Mountain in Victoria, Australia

Mount Mueller is a mountain of the Great Dividing Range, located in Victoria, Australia. Mount Mueller has an elevation of 1460 m AHD.

==Location==
Mount Mueller is about 120 km east of Melbourne and 50 km north of the Latrobe Valley. The mountain itself is one of several peaks on the Baw Baw Plateau, a long plateau tending north-east. Other peaks on the plateau include Mount Baw Baw, Mount Whitelaw, Mount St Phillack (the highest), Mount Tyers, Mount Kernot and Mount St Gwinear.

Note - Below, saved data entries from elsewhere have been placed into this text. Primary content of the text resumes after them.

//! Webhook signature verification
//!
//! Producers sign the raw request body with HMAC-SHA256 using their
//! per-source shared secret and send the hex digest in
//! `X-Webhook-Signature`. Verification is constant-time.

use axum::http::HeaderMap;
use hmac::{Hmac, Mac};
use sha2::Sha256;

use crate::error::{LeadflowError, Result};

type HmacSha256 = Hmac<Sha256>;

pub const SIGNATURE_HEADER: &str = "x-webhook-signature";

/// Hex HMAC-SHA256 of a body; used by tests and producer tooling
pub fn sign(secret: &str, body: &[u8]) -> String {
    let mut mac =
        HmacSha256::new_from_slice(secret.as_bytes()).expect("hmac accepts any key length");
    mac.update(body);
    hex::encode(mac.finalize().into_bytes())
}

/// Verify a hex signature over the raw body. `Mac::verify_slice` does the
/// constant-time comparison.
pub fn verify_signature(secret: &str, body: &[u8], signature_hex: &str) -> Result<()> {
    let signature = hex::decode(signature_hex.trim())
        .map_err(|_| LeadflowError::Unauthorized("malformed signature".to_string()))?;
    let mut mac = HmacSha256::new_from_slice(secret.as_bytes())
        .map_err(|e| LeadflowError::Internal(format!("hmac init failed: {e}")))?;
    mac.update(body);
    mac.verify_slice(&signature)
        .map_err(|_| LeadflowError::Unauthorized("signature mismatch".to_string()))
}

/// Pull the signature header off a request
pub fn signature_from_headers(headers: &HeaderMap) -> Result<&str> {
    headers
        .get(SIGNATURE_HEADER)
        .and_then(|v| v.to_str().ok())
        .ok_or_else(|| LeadflowError::Unauthorized("missing signature header".to_string()))
}

#[cfg(test)]
mod tests {
    use super::*;

    #[test]
    fn test_round_trip_signature() {
        let secret = "0123456789abcdef";
        let body = br#"{"event_type":"page_visited"}"#;
        let signature = sign(secret, body);
        assert!(verify_signature(secret, body, &signature).is_ok());
    }

    #[test]
    fn test_tampered_body_rejected() {
        let secret = "0123456789abcdef";
        let signature = sign(secret, b"original");
        let err = verify_signature(secret, b"tampered", &signature).unwrap_err();
        assert_eq!(err.code(), "unauthorized");
    }

    #[test]
    fn test_wrong_secret_rejected() {
        let signature = sign("secret-a-secret-a", b"body");
        assert!(verify_signature("secret-b-secret-b", b"body", &signature).is_err());
    }

    #[test]
    fn test_malformed_hex_rejected() {
        let err = verify_signature("0123456789abcdef", b"body", "not-hex!").unwrap_err();
        assert_eq!(err.code(), "unauthorized");
    }

    #[test]
    fn test_missing_header() {
        let headers = HeaderMap::new();
        assert!(signature_from_headers(&headers).is_err());

        let mut headers = HeaderMap::new();
        headers.insert(SIGNATURE_HEADER, "abcd".parse().unwrap());
        assert_eq!(signature_from_headers(&headers).unwrap(), "abcd");
    }
}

The plateau itself is isolated from most of Victoria's high country by the Thomson and Aberfeldy rivers and tributaries of the La Trobe River, including the Tanjil and Tyers rivers to the south.

==Geology and biology==
The Baw Baw massif consists of a late Devonian granodiorite pluton. There is relatively little relief on the plateau itself, the highest point (Mount St. Phillack) reaching 1567 m. The lower slopes of the plateau are covered in montane eucalypt forest and tall forest, and creek valleys have cool temperate rainforest of myrtle beech, Nothofagus cunninghamii. Above 1200 m snow gum woodland occurs. There is no alttudinal treeline limit; subalpine grasslands and shrublands occur in flat valley bottoms on the plateau as a result of cold-air drainage. Much of this subalpine zone is included in the 133 km2 Baw Baw National Park.

The climate of the plateau itself is subalpine, with an average annual precipitation of 1900 mm. Snow covers the plateau from June to September.